One other thing, one of the slide rails should be marked (l) or ®. Yes it makes a differance as they are fitted to the slide. James


----------



## mmblantz (Jul 1, 2007)

I can't believe the previous owner didn't show you that. That could have been nasty!! ---Mike


----------



## TitanFlyer (Feb 5, 2009)

GarethsDad said:


> One other thing, one of the slide rails should be marked (l) or ®. Yes it makes a differance as they are fitted to the slide. James


Where are they labelled. This may be my problem as one side seems to be taking up all the weight. The other side feels pretty loose. Perhaps if i switch them it will fit better...


----------



## GarethsDad (Apr 4, 2007)

James


----------



## SmkSignals (May 2, 2005)

GarethsDad said:


> One other thing, one of the slide rails should be marked (l) or ®. Yes it makes a differance as they are fitted to the slide. James


Well I'll be darned... You learn something new everyday. I have always just put them on and never had a problem. I am going to look for the left and right now...


----------



## malibutay (Sep 5, 2007)

I have never seen that either. I quess R would be drivers side?


----------



## CamperAndy (Aug 26, 2004)

malibutay said:


> I have never seen that either. I quess R would be drivers side?

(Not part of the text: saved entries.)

//! Tutoring session model
//!
//! A tutoring session is one scheduled tutor–student lesson. Its `status`
//! follows a small state machine:
//!
//! ```text
//! SCHEDULED ──▶ LIVE ──▶ COMPLETED
//!     │           │
//!     │           └────▶ NO_SHOW
//!     ├────────────────▶ NO_SHOW
//!     └────────────────▶ CANCELLED
//! ```
//!
//! COMPLETED, NO_SHOW and CANCELLED are terminal.

use chrono::{DateTime, Utc};
use serde::{Deserialize, Serialize};
use std::fmt;
use std::str::FromStr;

/// Lifecycle status of a tutoring session
#[derive(Debug, Clone, Copy, PartialEq, Eq, Hash, Serialize, Deserialize)]
#[serde(rename_all = "SCREAMING_SNAKE_CASE")]
pub enum SessionStatus {
    /// Booked, not yet started (initial state)
    Scheduled,
    /// In progress
    Live,
    /// Finished normally
    Completed,
    /// A participant never joined
    NoShow,
    /// Called off before it started
    Cancelled,
}

impl SessionStatus {
    /// Every status, in declaration order
    pub const ALL: [SessionStatus; 5] = [
        SessionStatus::Scheduled,
        SessionStatus::Live,
        SessionStatus::Completed,
        SessionStatus::NoShow,
        SessionStatus::Cancelled,
    ];

    /// Statuses reachable from `self` in exactly one edge.
    ///
    /// Terminal statuses have no outgoing edges.
    pub fn next_states(self) -> &'static [SessionStatus] {
        match self {
            SessionStatus::Scheduled => &[
                SessionStatus::Live,
                SessionStatus::Cancelled,
                SessionStatus::NoShow,
            ],
            SessionStatus::Live => &[SessionStatus::Completed, SessionStatus::NoShow],
            SessionStatus::Completed | SessionStatus::NoShow | SessionStatus::Cancelled => &[],
        }
    }

    /// Whether `self -> target` is a permitted edge
    pub fn can_transition_to(self, target: SessionStatus) -> bool {
        self.next_states().contains(&target)
    }

    /// Whether no further transitions are possible
    pub fn is_terminal(self) -> bool {
        self.next_states().is_empty()
    }

    /// Wire/storage representation
    pub fn as_str(self) -> &'static str {
        match self {
            SessionStatus::Scheduled => "SCHEDULED",
            SessionStatus::Live => "LIVE",
            SessionStatus::Completed => "COMPLETED",
            SessionStatus::NoShow => "NO_SHOW",
            SessionStatus::Cancelled => "CANCELLED",
        }
    }
}

impl fmt::Display for SessionStatus {
    fn fmt(&self, f: &mut fmt::Formatter<'_>) -> fmt::Result {
        f.write_str(self.as_str())
    }
}

impl FromStr for SessionStatus {
    type Err = anyhow::Error;

    fn from_str(s: &str) -> Result<Self, Self::Err> {
        match s.trim().to_uppercase().as_str() {
            "SCHEDULED" => Ok(SessionStatus::Scheduled),
            "LIVE" => Ok(SessionStatus::Live),
            "COMPLETED" => Ok(SessionStatus::Completed),
            "NO_SHOW" => Ok(SessionStatus::NoShow),
            "CANCELLED" => Ok(SessionStatus::Cancelled),
            _ => Err(anyhow::anyhow!("Invalid session status: {}", s)),
        }
    }
}

/// Tutoring session entity
#[derive(Debug, Clone, PartialEq, Serialize, Deserialize)]
pub struct TutoringSession {
    /// Unique identifier (assigned by the store)
    pub id: i64,
    /// Current lifecycle status
    pub status: SessionStatus,
    /// When the lesson is booked for
    pub scheduled_at: DateTime<Utc>,
    /// Set once, on entering LIVE
    pub started_at: Option<DateTime<Utc>>,
    /// Set once, on entering a terminal status
    pub ended_at: Option<DateTime<Utc>>,
    /// Assigned tutor, if any
    pub tutor_id: Option<String>,
    /// Booking student
    pub student_id: String,
    /// Optional lesson focus
    pub topic: Option<String>,
    pub created_at: DateTime<Utc>,
    pub updated_at: DateTime<Utc>,
}

impl TutoringSession {
    /// Whether a tutor has been assigned
    pub fn has_tutor(&self) -> bool {
        self.tutor_id.as_deref().is_some_and(|t| !t.trim().is_empty())
    }

    /// How long the session ran, once both timestamps are known
    pub fn duration(&self) -> Option<chrono::Duration> {
        match (self.started_at, self.ended_at) {
            (Some(start), Some(end)) => Some(end - start),
            _ => None,
        }
    }
}

/// Fields for inserting a new session row.
///
/// Status and lifecycle timestamps are not part of the input: a new row is
/// always SCHEDULED with no `started_at`/`ended_at`.
#[derive(Debug, Clone)]
pub struct NewTutoringSession {
    pub scheduled_at: DateTime<Utc>,
    pub tutor_id: Option<String>,
    pub student_id: String,
    pub topic: Option<String>,
}

/// Fields written together by a conditional status update
#[derive(Debug, Clone, PartialEq)]
pub struct StatusUpdate {
    pub status: SessionStatus,
    pub started_at: Option<DateTime<Utc>>,
    pub ended_at: Option<DateTime<Utc>>,
    pub updated_at: DateTime<Utc>,
}

impl StatusUpdate {
    /// Compute the update for moving `session` to `target` at time `now`.
    ///
    /// `started_at` is only filled when entering LIVE and never overwritten;
    /// `ended_at` is filled when entering a terminal status.
    pub fn for_transition(
        session: &TutoringSession,
        target: SessionStatus,
        now: DateTime<Utc>,
    ) -> Self {
        let started_at = match target {
            SessionStatus::Live => session.started_at.or(Some(now)),
            _ => session.started_at,
        };
        let ended_at = if target.is_terminal() {
            session.ended_at.or(Some(now))
        } else {
            session.ended_at
        };
        Self {
            status: target,
            started_at,
            ended_at,
            updated_at: now,
        }
    }
}

/// Booking request for a new session (API input)
#[derive(Debug, Clone, Deserialize)]
pub struct BookingRequest {
    #[serde(default)]
    pub tutor_id: Option<String>,
    #[serde(default)]
    pub student_id: Option<String>,
    #[serde(default)]
    pub scheduled_at: Option<DateTime<Utc>>,
    #[serde(default)]
    pub topic: Option<String>,
}

/// Filter for listing sessions
#[derive(Debug, Clone, Default, Deserialize)]
pub struct SessionFilter {
    #[serde(default)]
    pub status: Option<SessionStatus>,
    #[serde(default)]
    pub tutor_id: Option<String>,
    #[serde(default)]
    pub student_id: Option<String>,
}

impl SessionFilter {
    /// Check a session against the filter (used by the in-memory store)
    pub fn matches(&self, session: &TutoringSession) -> bool {
        self.status.map_or(true, |s| session.status == s)
            && self
                .tutor_id
                .as_deref()
                .map_or(true, |t| session.tutor_id.as_deref() == Some(t))
            && self
                .student_id
                .as_deref()
                .map_or(true, |s| session.student_id == s)
    }
}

L is driver and R is curb side. rear bumper looking forward.

Not all rails are marked and if Gilligan installed the brackets on the trailer correctly then the rails should go on either location without issue. The problem is when the bottom brackets are not at the same height.


----------



## 26RS (Apr 25, 2009)

Great info. Thanks. Unfortunately I had no chance to get that info from the previous owner because I bought it from the bank after it was reposessed.

I opened it up today with no issues, but now I will have to look at the L & R on the brackets to see if I just got lucky and put them in correctly.


----------



## TitanFlyer (Feb 5, 2009)

Well, I looked and didnt see anything as far as marking go... but I did flip them to if fittiment would get better and it most certainly did. Both sides now have even amounts of weight on them. It was actually throwing off the inside too where you put those silly bracket holder screwy things on... now its perfect.

I marked the one side with a red nail polish and the bracket too. That way i will know.... now who is going to ask me why I had red nail polish with me camping?


----------



## GarethsDad (Apr 4, 2007)

TitanFlyer said:


> Well, I looked and didnt see anything as far as marking go... but I did flip them to if fittiment would get better and it most certainly did. Both sides now have even amounts of weight on them. It was actually throwing off the inside too where you put those silly bracket holder screwy things on... now its perfect.
> 
> I marked the one side with a red nail polish and the bracket too. That way i will know.... now who is going to ask me why I had red nail polish with me camping?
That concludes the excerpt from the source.